Entries supplied>
################

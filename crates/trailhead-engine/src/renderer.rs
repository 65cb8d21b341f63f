//! Headless overlay renderer.
//!
//! Applies UI action hints the way the map view would (show, hide, play,
//! pause) and logs each change. Playback honors the audio setting, which
//! arrives as a settings event like everything else. Current overlay state
//! is kept for the end-of-run summary.

use std::collections::BTreeSet;
use std::sync::{Arc, Mutex, PoisonError};

use tracing::{debug, info};
use trailhead_events::{EventChannel, Subscription};
use trailhead_geo::{DEFAULT_POLYGON_STEPS, radius_polygon};
use trailhead_types::{
    EngineEvent, EventKind, FeatureId, GeofenceFeature, SettingsChange, UiAction, UiActionKind,
};

#[derive(Debug, Default)]
struct OverlayState {
    visible: BTreeSet<FeatureId>,
    playing: BTreeSet<FeatureId>,
    audio: bool,
    shown_total: u64,
}

/// Overlay state driven by action and settings events.
///
/// Cheap to clone; clones share state.
#[derive(Debug, Clone, Default)]
pub struct OverlayRenderer {
    state: Arc<Mutex<OverlayState>>,
}

impl OverlayRenderer {
    /// Create a renderer with audio on or muted.
    pub fn new(audio: bool) -> Self {
        Self {
            state: Arc::new(Mutex::new(OverlayState {
                audio,
                ..OverlayState::default()
            })),
        }
    }

    /// Subscribe to action and settings events.
    pub fn subscribe(&self, channel: &EventChannel) -> Vec<Subscription> {
        let actions = self.clone();
        let settings = self.clone();
        vec![
            channel.on(EventKind::Action, move |event| {
                if let EngineEvent::Action(action) = event {
                    actions.apply(action);
                }
            }),
            channel.on(EventKind::Settings, move |event| {
                if let EngineEvent::Settings(change) = event {
                    settings.apply_setting(*change);
                }
            }),
        ]
    }

    /// Features whose overlay is shown.
    pub fn visible(&self) -> Vec<FeatureId> {
        self.lock().visible.iter().cloned().collect()
    }

    /// Features whose media is playing.
    pub fn playing(&self) -> Vec<FeatureId> {
        self.lock().playing.iter().cloned().collect()
    }

    /// How many times any overlay has been shown.
    pub fn shown_total(&self) -> u64 {
        self.lock().shown_total
    }

    fn apply(&self, action: &UiAction) {
        let mut state = self.lock();
        let id = &action.feature_id;
        match action.action {
            UiActionKind::Show => {
                state.visible.insert(id.clone());
                state.shown_total = state.shown_total.saturating_add(1);
                info!(feature = %id, "overlay shown");
            }
            UiActionKind::Hide => {
                state.visible.remove(id);
                state.playing.remove(id);
                info!(feature = %id, "overlay hidden");
            }
            UiActionKind::Play if state.audio => {
                state.playing.insert(id.clone());
                info!(feature = %id, "media playing");
            }
            UiActionKind::Play => debug!(feature = %id, "autoplay skipped, audio muted"),
            UiActionKind::Pause => {
                if state.playing.remove(id) {
                    info!(feature = %id, "media paused");
                }
            }
        }
    }

    fn apply_setting(&self, change: SettingsChange) {
        if let SettingsChange::Audio(on) = change {
            let mut state = self.lock();
            state.audio = on;
            if !on && !state.playing.is_empty() {
                info!(count = state.playing.len(), "audio muted; pausing media");
                state.playing.clear();
            }
        }
    }

    fn lock(&self) -> std::sync::MutexGuard<'_, OverlayState> {
        self.state.lock().unwrap_or_else(PoisonError::into_inner)
    }
}

/// Log each feature's radius as a closed `[lng, lat]` ring.
pub fn log_radius_polygons(features: &[GeofenceFeature]) {
    for feature in features {
        let ring: Vec<[f64; 2]> =
            radius_polygon(feature.coordinates, feature.radius_meters, DEFAULT_POLYGON_STEPS)
                .into_iter()
                .map(|p| [p.lng, p.lat])
                .collect();
        let polygon = serde_json::to_string(&ring).unwrap_or_default();
        info!(
            feature = %feature.id,
            radius_m = feature.radius_meters,
            vertices = ring.len(),
            polygon,
            "debug radius polygon"
        );
    }
}

#[cfg(test)]
mod tests {
    use super::*;

    fn action(id: &str, action: UiActionKind) -> EngineEvent {
        EngineEvent::Action(UiAction {
            feature_id: FeatureId::from(id),
            action,
        })
    }

    #[test]
    fn show_play_pause_hide() {
        let channel = EventChannel::new();
        let renderer = OverlayRenderer::new(true);
        let _subs = renderer.subscribe(&channel);

        channel.emit(&action("a", UiActionKind::Show));
        channel.emit(&action("a", UiActionKind::Play));
        assert_eq!(renderer.visible(), vec![FeatureId::from("a")]);
        assert_eq!(renderer.playing(), vec![FeatureId::from("a")]);

        channel.emit(&action("a", UiActionKind::Pause));
        channel.emit(&action("a", UiActionKind::Hide));
        assert!(renderer.visible().is_empty());
        assert!(renderer.playing().is_empty());
        assert_eq!(renderer.shown_total(), 1);
    }

    #[test]
    fn muted_audio_skips_playback() {
        let channel = EventChannel::new();
        let renderer = OverlayRenderer::new(true);
        let _subs = renderer.subscribe(&channel);

        channel.emit(&action("a", UiActionKind::Show));
        channel.emit(&action("a", UiActionKind::Play));
        channel.emit(&EngineEvent::Settings(SettingsChange::Audio(false)));
        assert!(renderer.playing().is_empty());

        channel.emit(&action("b", UiActionKind::Play));
        assert!(renderer.playing().is_empty());
        assert_eq!(renderer.visible(), vec![FeatureId::from("a")]);
    }
}
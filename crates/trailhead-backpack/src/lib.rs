//! Trailhead backpack data layer.
//!
//! - [`store`]: slug-scoped backpack mutations with normalization and
//!   local persistence
//! - [`sync`]: debounced, last-writer-wins push of backpack snapshots
//! - [`drops`]: the offline-first drop log with its bounded local cache
//! - [`remote`]: the backpack API, over HTTP or in memory
//! - [`storage`]: client-side key-value persistence
//! - [`normalize`]: repair of arbitrary stored JSON into a valid state
//!
//! Nothing here surfaces an error to the player. Remote and storage
//! failures are logged through `tracing` and the layer carries on with the
//! last known good local state.

pub mod drops;
pub mod error;
pub mod normalize;
pub mod remote;
pub mod storage;
pub mod store;
pub mod sync;

pub use drops::{DROP_CACHE_CAP, DropLog};
pub use error::{RemoteError, StorageError};
pub use normalize::{normalize, normalize_str, normalize_value};
pub use remote::{DropListing, DropRequest, HttpRemote, MemoryRemote, RemoteBackend};
pub use storage::{FileStore, KeyValueStore, MemoryStore, backpack_key, drops_key};
pub use store::BackpackStore;
pub use sync::{DEFAULT_DEBOUNCE, SyncEngine, SyncStats};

################

What is required> Set down all of the data above, word for word.

Answer for the task>
filename crates/trailhead-engine/src/renderer.rs
repository 65cb8d21b341f63f
//! Headless overlay renderer.
//!
//! Applies UI action hints the way the map view would (show, hide, play,
//! pause) and logs each change. Playback honors the audio setting, which
//! arrives as a settings event like everything else. Current overlay state
//! is kept for the end-of-run summary.

use std::collections::BTreeSet;
use std::sync::{Arc, Mutex, PoisonError};

use tracing::{debug, info};
use trailhead_events::{EventChannel, Subscription};
use trailhead_geo::{DEFAULT_POLYGON_STEPS, radius_polygon};
use trailhead_types::{
    EngineEvent, EventKind, FeatureId, GeofenceFeature, SettingsChange, UiAction, UiActionKind,
};

#[derive(Debug, Default)]
struct OverlayState {
    visible: BTreeSet<FeatureId>,
    playing: BTreeSet<FeatureId>,
    audio: bool,
    shown_total: u64,
}

/// Overlay state driven by action and settings events.
///
/// Cheap to clone; clones share state.
#[derive(Debug, Clone, Default)]
pub struct OverlayRenderer {
    state: Arc<Mutex<OverlayState>>,
}

impl OverlayRenderer {
    /// Create a renderer with audio on or muted.
    pub fn new(audio: bool) -> Self {
        Self {
            state: Arc::new(Mutex::new(OverlayState {
                audio,
                ..OverlayState::default()
            })),
        }
    }

    /// Subscribe to action and settings events.
    pub fn subscribe(&self, channel: &EventChannel) -> Vec<Subscription> {
        let actions = self.clone();
        let settings = self.clone();
        vec![
            channel.on(EventKind::Action, move |event| {
                if let EngineEvent::Action(action) = event {
                    actions.apply(action);
                }
            }),
            channel.on(EventKind::Settings, move |event| {
                if let EngineEvent::Settings(change) = event {
                    settings.apply_setting(*change);
                }
            }),
        ]
    }

    /// Features whose overlay is shown.
    pub fn visible(&self) -> Vec<FeatureId> {
        self.lock().visible.iter().cloned().collect()
    }

    /// Features whose media is playing.
    pub fn playing(&self) -> Vec<FeatureId> {
        self.lock().playing.iter().cloned().collect()
    }

    /// How many times any overlay has been shown.
    pub fn shown_total(&self) -> u64 {
        self.lock().shown_total
    }

    fn apply(&self, action: &UiAction) {
        let mut state = self.lock();
        let id = &action.feature_id;
        match action.action {
            UiActionKind::Show => {
                state.visible.insert(id.clone());
                state.shown_total = state.shown_total.saturating_add(1);
                info!(feature = %id, "overlay shown");
            }
            UiActionKind::Hide => {
                state.visible.remove(id);
                state.playing.remove(id);
                info!(feature = %id, "overlay hidden");
            }
            UiActionKind::Play if state.audio => {
                state.playing.insert(id.clone());
                info!(feature = %id, "media playing");
            }
            UiActionKind::Play => debug!(feature = %id, "autoplay skipped, audio muted"),
            UiActionKind::Pause => {
                if state.playing.remove(id) {
                    info!(feature = %id, "media paused");
                }
            }
        }
    }

    fn apply_setting(&self, change: SettingsChange) {
        if let SettingsChange::Audio(on) = change {
            let mut state = self.lock();
            state.audio = on;
            if !on && !state.playing.is_empty() {
                info!(count = state.playing.len(), "audio muted; pausing media");
                state.playing.clear();
            }
        }
    }

    fn lock(&self) -> std::sync::MutexGuard<'_, OverlayState> {
        self.state.lock().unwrap_or_else(PoisonError::into_inner)
    }
}

/// Log each feature's radius as a closed `[lng, lat]` ring.
pub fn log_radius_polygons(features: &[GeofenceFeature]) {
    for feature in features {
        let ring: Vec<[f64; 2]> =
            radius_polygon(feature.coordinates, feature.radius_meters, DEFAULT_POLYGON_STEPS)
                .into_iter()
                .map(|p| [p.lng, p.lat])
                .collect();
        let polygon = serde_json::to_string(&ring).unwrap_or_default();
        info!(
            feature = %feature.id,
            radius_m = feature.radius_meters,
            vertices = ring.len(),
            polygon,
            "debug radius polygon"
        );
    }
}

#[cfg(test)]
mod tests {
    use super::*;

    fn action(id: &str, action: UiActionKind) -> EngineEvent {
        EngineEvent::Action(UiAction {
            feature_id: FeatureId::from(id),
            action,
        })
    }

    #[test]
    fn show_play_pause_hide() {
        let channel = EventChannel::new();
        let renderer = OverlayRenderer::new(true);
        let _subs = renderer.subscribe(&channel);

        channel.emit(&action("a", UiActionKind::Show));
        channel.emit(&action("a", UiActionKind::Play));
        assert_eq!(renderer.visible(), vec![FeatureId::from("a")]);
        assert_eq!(renderer.playing(), vec![FeatureId::from("a")]);

        channel.emit(&action("a", UiActionKind::Pause));
        channel.emit(&action("a", UiActionKind::Hide));
        assert!(renderer.visible().is_empty());
        assert!(renderer.playing().is_empty());
        assert_eq!(renderer.shown_total(), 1);
    }

    #[test]
    fn muted_audio_skips_playback() {
        let channel = EventChannel::new();
        let renderer = OverlayRenderer::new(true);
        let _subs = renderer.subscribe(&channel);

        channel.emit(&action("a", UiActionKind::Show));
        channel.emit(&action("a", UiActionKind::Play));
        channel.emit(&EngineEvent::Settings(SettingsChange::Audio(false)));
        assert!(renderer.playing().is_empty());

        channel.emit(&action("b", UiActionKind::Play));
        assert!(renderer.playing().is_empty());
        assert_eq!(renderer.visible(), vec![FeatureId::from("a")]);
    }
}
filename crates/trailhead-backpack/src/lib.rs
//! Trailhead backpack data layer.
//!
//! - [`store`]: slug-scoped backpack mutations with normalization and
//!   local persistence
//! - [`sync`]: debounced, last-writer-wins push of backpack snapshots
//! - [`drops`]: the offline-first drop log with its bounded local cache
//! - [`remote`]: the backpack API, over HTTP or in memory
//! - [`storage`]: client-side key-value persistence
//! - [`normalize`]: repair of arbitrary stored JSON into a valid state
//!
//! Nothing here surfaces an error to the player. Remote and storage
//! failures are logged through `tracing` and the layer carries on with the
//! last known good local state.

pub mod drops;
pub mod error;
pub mod normalize;
pub mod remote;
pub mod storage;
pub mod store;
pub mod sync;

pub use drops::{DROP_CACHE_CAP, DropLog};
pub use error::{RemoteError, StorageError};
pub use normalize::{normalize, normalize_str, normalize_value};
pub use remote::{DropListing, DropRequest, HttpRemote, MemoryRemote, RemoteBackend};
pub use storage::{FileStore, KeyValueStore, MemoryStore, backpack_key, drops_key};
pub use store::BackpackStore;
pub use sync::{DEFAULT_DEBOUNCE, SyncEngine, SyncStats};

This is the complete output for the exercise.